Routes vs controllers
Routes define the URL and method; controllers contain the handler logic.
// src/routes/users.js
const express = require('express');
const router = express.Router();
const usersController = require('../controllers/users');
const { requireAuth } = require('../middleware/auth');
const { validateBody } = require('../middleware/validate');
const { createUserSchema } = require('./schemas/users');
router.get('/', usersController.list);
router.post('/', validateBody(createUserSchema), usersController.create);
router.get('/:id', usersController.getById);
router.put('/:id', requireAuth, usersController.update);
router.delete('/:id', requireAuth, usersController.remove);
module.exports = router;
// src/controllers/users.js
const userService = require('../services/userService');
exports.list = async (req, res, next) => {
try {
const users = await userService.getAll(req.query);
res.json(users);
} catch (err) {
next(err);
}
};
exports.create = async (req, res, next) => {
try {
const user = await userService.create(req.body);
res.status(201).json(user);
} catch (err) {
next(err);
}
};
Controllers are thin. They translate HTTP into service calls and service results into HTTP responses.
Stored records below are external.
//! Strings: `pattern`, then `format`, then lorem-ipsum text sized to
//! `minLength`/`maxLength`.

use super::{SIZE_LIMIT, pattern};
use crate::error::FabricationError;
use rand::Rng;
use rand::rngs::StdRng;
use rand::seq::SliceRandom;
use serde_json::{Map, Value};

const WORDS: &[&str] = &[
    "lorem", "ipsum", "dolor", "sit", "amet", "consectetur", "adipiscing", "elit", "sed", "do",
    "eiusmod", "tempor", "incididunt", "ut", "labore", "et", "dolore", "magna", "aliqua", "enim",
    "minim", "veniam", "quis", "nostrud", "exercitation", "ullamco", "laboris", "nisi", "aliquip",
    "commodo", "consequat",
];

const TLDS: &[&str] = &["com", "org", "net", "io"];

/// Extra characters allowed above `minLength`.
const OPEN_LENGTH: usize = 24;

pub(super) fn fabricate_string(
    rng: &mut StdRng,
    schema: &Map<String, Value>,
    path: &str,
) -> Result<Value, FabricationError> {
    let min_length: usize = read_length(schema, "minLength").unwrap_or(0);
    let max_length: Option<usize> = read_length(schema, "maxLength");
    if let Some(max) = max_length
        && min_length > max
    {
        return Err(FabricationError::new(
            path,
            format!("minLength {min_length} exceeds maxLength {max}"),
        ));
    }
    if min_length > SIZE_LIMIT {
        return Err(FabricationError::new(
            path,
            format!("minLength {min_length} is above the supported {SIZE_LIMIT}"),
        ));
    }

    if let Some(regex) = schema.get("pattern").and_then(Value::as_str) {
        let text: String = pattern::fabricate_matching(rng, regex, min_length, max_length, path)?;
        return Ok(Value::String(text));
    }

    if let Some(text) = schema
        .get("format")
        .and_then(Value::as_str)
        .and_then(|format| formatted(rng, format))
    {
        let length: usize = text.chars().count();
        if length >= min_length && max_length.is_none_or(|max| length <= max) {
            return Ok(Value::String(text));
        }
        tracing::debug!(path = %path, "formatted example does not fit the length bounds; using plain text");
    }

    Ok(Value::String(lorem(rng, min_length, max_length)))
}

fn read_length(schema: &Map<String, Value>, key: &str) -> Option<usize> {
    schema
        .get(key)
        .and_then(Value::as_u64)
        .map(|n| usize::try_from(n).unwrap_or(usize::MAX))
}

fn word(rng: &mut StdRng) -> &'static str {
    WORDS.choose(rng).copied().unwrap_or("lorem")
}

/// Example value for a well-known `format`, or `None` for unknown formats.
fn formatted(rng: &mut StdRng, format: &str) -> Option<String> {
    let text: String = match format {
        "date-time" => format!(
            "{}T{:02}:{:02}:{:02}Z",
            date(rng),
            rng.gen_range(0..24),
            rng.gen_range(0..60),
            rng.gen_range(0..60)
        ),
        "date" => date(rng),
        "email" => format!("{}.{}@example.{}", word(rng), word(rng), TLDS.choose(rng)?),
        "hostname" => format!("{}.example.{}", word(rng), TLDS.choose(rng)?),
        "ipv4" => format!(
            "{}.{}.{}.{}",
            rng.gen_range(1..=223),
            rng.gen_range(0..=255),
            rng.gen_range(0..=255),
            rng.gen_range(1..=254)
        ),
        "ipv6" => (0..8)
            .map(|_| format!("{:x}", rng.gen_range(0..=0xffff_u32)))
            .collect::<Vec<String>>()
            .join(":"),
        "uri" => format!("https://example.{}/{}/{}", TLDS.choose(rng)?, word(rng), word(rng)),
        "uuid" => {
            let mut bytes: [u8; 16] = [0; 16];
            rng.fill(&mut bytes);
            uuid::Builder::from_random_bytes(bytes).into_uuid().to_string()
        }
        _ => return None,
    };
    Some(text)
}

fn date(rng: &mut StdRng) -> String {
    format!(
        "{}-{:02}-{:02}",
        rng.gen_range(2000..=2030),
        rng.gen_range(1..=12),
        rng.gen_range(1..=28)
    )
}

/// Space-separated words cut to a random length inside the bounds.
fn lorem(rng: &mut StdRng, min_length: usize, max_length: Option<usize>) -> String {
    let upper: usize = max_length
        .unwrap_or(usize::MAX)
        .min(min_length.saturating_add(OPEN_LENGTH));
    let target: usize = rng.gen_range(min_length.max(1).min(upper)..=upper);

    let mut text: String = String::with_capacity(target + 16);
    while text.len() < target {
        if !text.is_empty() {
            text.push(' ');
        }
        text.push_str(word(rng));
    }
    text.truncate(target);
    if text.ends_with(' ') {
        text.pop();
        text.push('s');
    }
    text
}
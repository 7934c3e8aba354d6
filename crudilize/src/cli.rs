//! Command-line arguments.

use crate::settings::{Settings, check_slug};
use clap::{ArgAction, Parser, ValueHint};
use std::path::PathBuf;

/// Render a code template from a JSON Schema and a generated example
#[derive(Debug, Parser)]
#[command(name = "crudilize", version, about, long_about = None)]
#[command(after_help = AFTER_HELP)]
pub struct Cli {
    /// Object name interpolated into the template, e.g. `user`
    #[arg(value_name = "SLUG", value_parser = check_slug)]
    pub slug: String,

    /// JSON Schema file (default: stdin)
    #[arg(short = 'i', long = "in", value_name = "PATH", value_hint = ValueHint::FilePath)]
    pub input: Option<PathBuf>,

    /// Output file (default: stdout)
    #[arg(short = 'o', long = "out", value_name = "PATH", value_hint = ValueHint::FilePath)]
    pub output: Option<PathBuf>,

    /// Template file (default: the bundled Express stub)
    #[arg(
        short,
        long,
        value_name = "PATH",
        value_hint = ValueHint::FilePath,
        env = "CRUDILIZE_TEMPLATE"
    )]
    pub template: Option<PathBuf>,

    /// Recompile the template and overwrite its `.compiled.json` cache
    #[arg(long)]
    pub rebuild_cache: bool,

    /// Seed for a reproducible example model
    #[arg(long, value_name = "N")]
    pub seed: Option<u64>,

    /// Pretty-print the example model
    #[arg(long)]
    pub pretty: bool,

    /// Increase log verbosity (-v info, -vv debug, -vvv trace)
    #[arg(short, long, action = ArgAction::Count)]
    pub verbose: u8,
}

const AFTER_HELP: &str = "\
TEMPLATES:
  Placeholders are ${name}, <%= name %> (raw) and <%- name %> (HTML-escaped).
  Available names: slug, schema, exampleModel, slugPascal, slugCamel,
  slugSnake, slugKebab. Write \\${ for a literal ${.

  A compiled copy of the template is cached next to it as
  <template>.compiled.json and reused while it exists, even if the template
  changes. Delete it or pass --rebuild-cache after editing the template.

EXAMPLES:
  crudilize user < user.schema.json > user.js
  crudilize user --in user.schema.json --out user.js --seed 42
  crudilize order -t api.tpl -i order.json --rebuild-cache
";

impl Cli {
    /// Log filter used when `RUST_LOG` is unset.
    #[must_use]
    pub fn log_filter(&self) -> &'static str {
        match self.verbose {
            0 => "warn",
            1 => "info",
            2 => "debug",
            _ => "trace",
        }
    }

    #[must_use]
    pub fn into_settings(self) -> Settings {
        Settings {
            slug: self.slug,
            input: self.input,
            output: self.output,
            template: self.template,
            rebuild_cache: self.rebuild_cache,
            seed: self.seed,
            pretty: self.pretty,
        }
    }
}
No business logic lives here.
Services
Business logic goes in services:
// src/services/userService.js
const User = require('../models/user');
const { AppError } = require('../utils/errors');
exports.create = async ({ email, password, name }) => {
const existing = await User.findByEmail(email);
if (existing) throw new AppError('Email already in use', 409);
const hashedPassword = await bcrypt.hash(password, 12);
return User.create({ email, password: hashedPassword, name });
};
exports.getAll = async ({ page = 1, limit = 20 }) => {
return User.findAll({ page: Number(page), limit: Number(limit) });
};
Services don’t know about req or res. They take plain data and return plain data. This makes them testable without an HTTP layer.
The routes index
A single file mounts all routers:
// src/routes/index.js
const express = require('express');
const router = express.Router();
router.use('/users', require('./users'));
router.use('/posts', require('./posts'));
module.exports = router;
Adding a new resource means adding one line here and creating two files: routes/newResource.js and controllers/newResource.js.
Config
Environment-specific configuration in one place:
// src/config/index.js
module.exports = {
port: process.env.PORT || 3000,
nodeEnv: process.env.NODE_ENV || 'development',
db: {
url: process.env.DATABASE_URL,
poolSize: parseInt(process.env.DB_POOL_SIZE || '10'),
},
jwt: {
secret: process.env.JWT_SECRET,
expiresIn: process.env.JWT_EXPIRES_IN || '7d',
},
};
Import from ../config anywhere in the app instead of reading process.env directly. This makes it easy to add validation or defaults without changing every file that uses a config value.
What to ignore
Not every app needs this full structure. A project with three routes and no team doesn’t need a services/ layer. Add folders when you actually have multiple files that belong in them. The structure above is a ceiling, not a requirement.